Sean Connery and Shirley Eaton in Goldfinger (1964)
British postcard by Danjaq, LLC and United Artists Corporation. Photo: publicity still for Goldfinger (Guy Hamilton, 1964). Caption: James Bond (Sean Connery) discovers Jill Masterson (Shirley Eaton) dead and covered in gold paint in Goldfinger (1964).

Carry On


Shirley Jean Eaton was born in Edgware, Middlesex, in 1937. She grew up in the suburb of Harrow Weald, where she attended Roe Green Junior School on Princes Avenue. Eaton won a place at the Aida Foster School, a specialist drama school, and remained there until she was sixteen. Her stage debut was at age 12 in Set to Partners (1949) and followed it up the following year with Benjamin Britten's Let's Make an Opera!

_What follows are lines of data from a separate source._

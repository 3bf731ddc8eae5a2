/// GPU Terrain Validation Tests
///
/// Verifies that the wgpu kernels agree with the host backend. Every test
/// skips when no adapter is available.
use std::sync::Arc;

use glam::{IVec3, Vec3};
use marching_terrain::terrain::density::lattice_coords;
use marching_terrain::{
    CapacityPolicy, ComputeDevice, GenerationSettings, GridPoint, HostDevice,
    MarchingCubesPipeline, TerrainChunk, TransferMode, WgpuDevice,
};

/// Tolerance for floating point comparisons
const FLOAT_TOLERANCE: f32 = 0.001;

fn init_gpu() -> Option<Arc<WgpuDevice>> {
    WgpuDevice::request().ok().map(Arc::new)
}

fn sorted_positions(triangles: &[marching_terrain::Triangle]) -> Vec<[f32; 3]> {
    let mut positions: Vec<[f32; 3]> = triangles
        .iter()
        .flat_map(|t| t.positions())
        .map(|p| p.to_array())
        .collect();
    positions.sort_by(|a, b| a.partial_cmp(b).unwrap_or(std::cmp::Ordering::Equal));
    positions
}

#[test]
fn test_gpu_density_matches_host() {
    let Some(gpu) = init_gpu() else {
        println!("Skipping GPU test - no GPU available");
        return;
    };

    let settings = GenerationSettings::default();
    let origin = IVec3::new(-4, 8, 3);

    let mut gpu_pipeline =
        MarchingCubesPipeline::new(gpu, 512, CapacityPolicy::WorstCase).unwrap();
    gpu_pipeline.generate_field(&settings, origin, 8).unwrap();
    let gpu_points = gpu_pipeline.read_points(8).unwrap();

    let host: Arc<dyn ComputeDevice> = Arc::new(HostDevice::new());
    let mut host_pipeline =
        MarchingCubesPipeline::new(host, 512, CapacityPolicy::WorstCase).unwrap();
    host_pipeline.generate_field(&settings, origin, 8).unwrap();
    let host_points = host_pipeline.read_points(8).unwrap();

    for (gpu_point, host_point) in gpu_points.iter().zip(&host_points) {
        assert_eq!(gpu_point.position, host_point.position);
        assert!(
            (gpu_point.density - host_point.density).abs() < FLOAT_TOLERANCE,
            "density mismatch at {:?}: {} vs {}",
            host_point.position,
            gpu_point.density,
            host_point.density
        );
    }
}

#[test]
fn test_gpu_single_corner_surface() {
    let Some(gpu) = init_gpu() else {
        println!("Skipping GPU test - no GPU available");
        return;
    };

    let field: Vec<GridPoint> = (0..8)
        .map(|index| {
            let (i, j, k) = lattice_coords(index, 2);
            let density = if index == 0 { 0.75 } else { 1.25 };
            GridPoint::new(Vec3::new(i as f32, j as f32, k as f32), density)
        })
        .collect();

    let mut pipeline = MarchingCubesPipeline::new(gpu, 8, CapacityPolicy::Heuristic).unwrap();
    pipeline.load_field(&field).unwrap();
    pipeline.extract_surface(1.0, 2).unwrap();
    assert_eq!(pipeline.checked_triangle_count().unwrap(), 1);

    let positions = sorted_positions(&pipeline.read_triangles(1).unwrap());
    let expected = [[0.0, 0.0, 0.5], [0.0, 0.5, 0.0], [0.5, 0.0, 0.0]];
    for (actual, expected) in positions.iter().zip(expected.iter()) {
        for axis in 0..3 {
            assert!((actual[axis] - expected[axis]).abs() < FLOAT_TOLERANCE);
        }
    }
}

#[test]
fn test_gpu_chunk_matches_host_chunk() {
    let Some(gpu) = init_gpu() else {
        println!("Skipping GPU test - no GPU available");
        return;
    };

    let settings = GenerationSettings {
        iso_level: 0.95,
        ..Default::default()
    };
    let origin = IVec3::new(3, 5, 7);

    let gpu_pipeline = MarchingCubesPipeline::new(gpu, 4096, CapacityPolicy::WorstCase)
        .unwrap()
        .into_shared();
    let mut gpu_chunk =
        TerrainChunk::new(gpu_pipeline, 4096, origin, TransferMode::default()).unwrap();
    gpu_chunk.update(&settings).unwrap();

    let host: Arc<dyn ComputeDevice> = Arc::new(HostDevice::new());
    let host_pipeline = MarchingCubesPipeline::new(host, 4096, CapacityPolicy::WorstCase)
        .unwrap()
        .into_shared();
    let mut host_chunk =
        TerrainChunk::new(host_pipeline, 4096, origin, TransferMode::DeviceCopy).unwrap();
    host_chunk.update(&settings).unwrap();

    // Slot order differs between backends, so compare as sorted sets
    let gpu_count = gpu_chunk.triangle_count();
    let host_count = host_chunk.triangle_count();
    let allowed = (host_count / 100).max(2);
    assert!(
        gpu_count.abs_diff(host_count) <= allowed,
        "triangle counts diverge: gpu {} host {}",
        gpu_count,
        host_count
    );

    if gpu_count == host_count {
        let gpu_positions = sorted_positions(&gpu_chunk.read_triangles().unwrap());
        let host_positions = sorted_positions(&host_chunk.read_triangles().unwrap());
        for (a, b) in gpu_positions.iter().zip(&host_positions) {
            for axis in 0..3 {
                assert!((a[axis] - b[axis]).abs() < FLOAT_TOLERANCE);
            }
        }
    }
}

In 1954 she debuted at the West End in Going to Town. All through the fifties she was a singing star both on the stage and on Television. She had her own act in Variety shows all over the country and starred at The Prince of Wales Theatre in London in her own solo singing act. Throughout her career, she worked with top British male comedy stars from the period including Jimmy Edwards, Max Bygraves, Bob Monkhouse and Arthur Askey. Her female co-stars included Peggy Mount, Thora Hird and Dora Bryan.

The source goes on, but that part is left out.